In the treatment of sewage, particularly involving single-family installations, the so-called "Septic systems" have been employed for many years, which systems employed solely anaerobic action in a suitable container and subsequent discharge of effluent into a suitable ground field.
More recently, various types of packaged waste treatment plants have been developed, which usually employ a modified activated sludge/extended aeration process, with the final plant effluent normally containing approximately 25 ppm BOD.sub.5 and approximately 50 ppm of suspended solids, chlorine, for example in tablet form, being utilized to provide final disinfection.
Systems employing granular-activated carbon are also known, and considerable data is at hand as to area and height of beds thereof, flows involved, as well as carbon reactivation requirements. For example, see U.S. Pat. No. 3,455,820. The use of carbon columns thus involves additional considerations. In addition to other problems as to size requirements etc., the carbon must be backwashed and eventually reactivated or replaced, the carbon usually being removed and heated in a furnace or kiln to a sufficient temperature to oxidize the adsorbed materials thereon, but insufficient to oxidize the carbon, for example 1500.degree.-1700.degree. F.
In addition, various procedures for "wet oxidative" reactivation of spent active carbon has also been devised utilizing air and water, the temperatures involved running from 125.degree. C. to 300.degree. C. or higher and may include relatively high pressures. See, for example, U.S. Pat. No. 3,150,105 and No. 3,386,922. It will be noted that operations of this type normally involve the removal of the carbon from the apparatus involved and reactivation in a suitable kiln, autoclave or the like, the operation normally taking at least a matter of hours. Operations of this type, requiring removal of the carbon from the apparatus involved, thus necessitate the use of standby units for operation when a spent unit is being reactivated, necessitating a greater number of units than actually required for the sewage treatment. Consequently, the use of carbon columns has been limited to installations that make the inclusion of a carbon column and means for reactivating the same both practical and feasible economically.

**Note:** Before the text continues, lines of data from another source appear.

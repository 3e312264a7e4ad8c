pub mod canonicalize;
pub mod component;
pub mod errors;
pub mod init;
pub mod options;
pub mod pattern;
pub mod record;

pub use errors::{ErrorKind, UrlPatternError, UrlPatternResult};
pub use init::{PatternInit, UrlPatternInput};
pub use options::{UrlPatternOptions, UrlPatternOptionsBuilder};
pub use record::{ComponentKind, ComponentResult, MatchGroups, MatchResult, PatternRecord};

/// A compiled URL pattern.
///
/// ```
/// use url_pattern_rs::UrlPattern;
///
/// let pattern = UrlPattern::parse("https://example.com/users/:id(\\d+)").unwrap();
/// let result = pattern.exec("https://example.com/users/42", None).unwrap().unwrap();
///
/// assert_eq!(result.pathname.groups.get("id"), Some(Some("42")));
/// ```
#[derive(Debug, Clone, PartialEq, Eq)]
pub struct UrlPattern {
    record: PatternRecord,
}

impl UrlPattern {
    pub fn new<I: Into<UrlPatternInput>>(
        input: I,
        base_url: Option<&str>,
        options: Option<UrlPatternOptions>,
    ) -> UrlPatternResult<Self> {
        let record = PatternRecord::create(
            &input.into(),
            base_url,
            &options.unwrap_or_default(),
        )?;

        Ok(Self { record })
    }

    pub fn parse<I: Into<UrlPatternInput>>(input: I) -> UrlPatternResult<Self> {
        Self::new(input, None, None)
    }

    pub fn protocol(&self) -> &str {
        self.pattern_string(ComponentKind::Protocol)
    }

    pub fn username(&self) -> &str {
        self.pattern_string(ComponentKind::Username)
    }

    pub fn password(&self) -> &str {
        self.pattern_string(ComponentKind::Password)
    }

    pub fn hostname(&self) -> &str {
        self.pattern_string(ComponentKind::Hostname)
    }

    pub fn port(&self) -> &str {
        self.pattern_string(ComponentKind::Port)
    }

    pub fn pathname(&self) -> &str {
        self.pattern_string(ComponentKind::Pathname)
    }

    pub fn search(&self) -> &str {
        self.pattern_string(ComponentKind::Search)
    }

    pub fn hash(&self) -> &str {
        self.pattern_string(ComponentKind::Hash)
    }

    pub fn has_regexp_groups(&self) -> bool {
        self.record.has_regexp_groups()
    }

    pub fn test<I: Into<UrlPatternInput>>(
        &self,
        input: I,
        base_url: Option<&str>,
    ) -> UrlPatternResult<bool> {
        Ok(self.exec(input, base_url)?.is_some())
    }

    pub fn exec<I: Into<UrlPatternInput>>(
        &self,
        input: I,
        base_url: Option<&str>,
    ) -> UrlPatternResult<Option<MatchResult>> {
        self.record.match_input(&input.into(), base_url)
    }

    pub fn record(&self) -> &PatternRecord {
        &self.record
    }

    fn pattern_string(&self, kind: ComponentKind) -> &str {
        self.record.component(kind).pattern_string()
    }
}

More recently the importance of the zeta potential (ZP), a long known principle of physical chemistry, has been recognized in connection with coagulation, particularly in connection with difficult raw-water colloids. The zeta potential is a measure of the electro-kinetic charge (in millivolts) that surrounds particulate matter. The charge on raw-water turbidity and suspended matter in domestic sewage is, on the average, predominately electro-negative and is strong enough to cause significant mutual repulsion, so that while coarse fractions, for example, ranging in particle diameter from 1 mm to 1 micron, may be relatively readily removed by conventional coagulation, fine colloidal fractions, for example, ranging from 1 micron to 10 Angstrom units, cannot. In such case the colloidal size prevents sedimentation and its electro-negative zeta potential (which may be in the range of -15 to -25 mv) prevents agglometaion.

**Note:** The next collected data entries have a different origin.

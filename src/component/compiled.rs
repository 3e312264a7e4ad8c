use bitflags::bitflags;
use regex::{Regex, RegexBuilder};
use smallvec::SmallVec;

/// One entry per capture group, in group order; `None` when the group did not participate.
pub type CaptureList = SmallVec<[Option<String>; 4]>;

bitflags! {
    #[derive(Debug, Clone, Copy, PartialEq, Eq, Hash)]
    pub struct RegexFlags: u8 {
        const IGNORE_CASE = 1 << 0;
        const UNICODE = 1 << 1;
    }
}

#[derive(Debug, Clone)]
pub struct CompiledRegex {
    regex: Regex,
    flags: RegexFlags,
}

impl CompiledRegex {
    pub fn compile(source: &str, flags: RegexFlags) -> Result<Self, regex::Error> {
        let regex = RegexBuilder::new(source)
            .case_insensitive(flags.contains(RegexFlags::IGNORE_CASE))
            .unicode(flags.contains(RegexFlags::UNICODE))
            .build()?;

        Ok(Self { regex, flags })
    }

    pub fn as_str(&self) -> &str {
        self.regex.as_str()
    }

    pub fn flags(&self) -> RegexFlags {
        self.flags
    }

    pub fn is_match(&self, input: &str) -> bool {
        self.regex.is_match(input)
    }

    pub fn captures(&self, input: &str) -> Option<CaptureList> {
        let captures = self.regex.captures(input)?;

        Some(
            captures
                .iter()
                .skip(1)
                .map(|m| m.map(|m| m.as_str().to_string()))
                .collect(),
        )
    }
}

impl PartialEq for CompiledRegex {
    fn eq(&self, other: &Self) -> bool {
        self.as_str() == other.as_str() && self.flags == other.flags
    }
}

impl Eq for CompiledRegex {}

In connection with the study of zeta potential reference is made to the following publications:
Zeta Potential: New Tool For Water Treatment, Thomas M. Riddick, Chemical Engineering, June 26, 1961, July 10, 1961 McGraw-Hill Publishing Company, Inc. PA0 Role of the Zeta Potential in Coagulation Involving Hydrous Oxides, Thomas M. Riddick, PA0 Tappi, The Journal of the Technical Association of The Pulp and Paper Industry, Volume 47, No. 1, January, 1964 PA0 Zeta-Meter Helps Filter-Rate Study, D. Lamoureux, Water and Pollution Control (Formerly Canadian Municipal Utilities), August, 1965
As will be apparent from the reference articles, the actual mechanics of the zeta potential and reduction in zeta potential of floc is not precisely factually known at the present time and explanations thus involve theoretical concepts. One such concept is described in the first mentioned article while the second mentioned article refers to the coating of each colloid with sufficient adsorbed hydrous oxides to bring its zeta potential to zero.
As a result, small systems have involved installations such as previously described, with the additional utilization of bacteria-enzymes etc. in an effort to achieve raid degredation. However, substantially all systems, particularly if the system is intended to bring the ultimate effluent within currently accepted standards, involve a considerable number of individual steps, requiring corresponding number of tanks, etc., with none of the systems actually being fully automatic, whereby no operating personnel are required. It will be appreciated that this problem is somewhat analagous to the electronic field wherein almost any electronic problem can be solved if size, number of components, complexity and costs are not of critical importance. Likewise, in water purification, almost any degree of purification can be achieved if the number of stages, vessels, filters, columns, multiple chemical treatments, size, cost and complexity are not controlling factors.
A very interesting and comprehensive study of waste water treatment concepts including a review of known types of systems (as of 3-1972) will be found in the treatise "Advanced Waste Water Treatment Concepts" by Dr. James E. Young, P.E.Research Consultant in Environmental Engineering, General Filter Company, Ames, Iowa, appearing in Bul. No. 7221, 3-72-2M-W, entitled "GFC Conservation for `better water`", published by General Filter Co.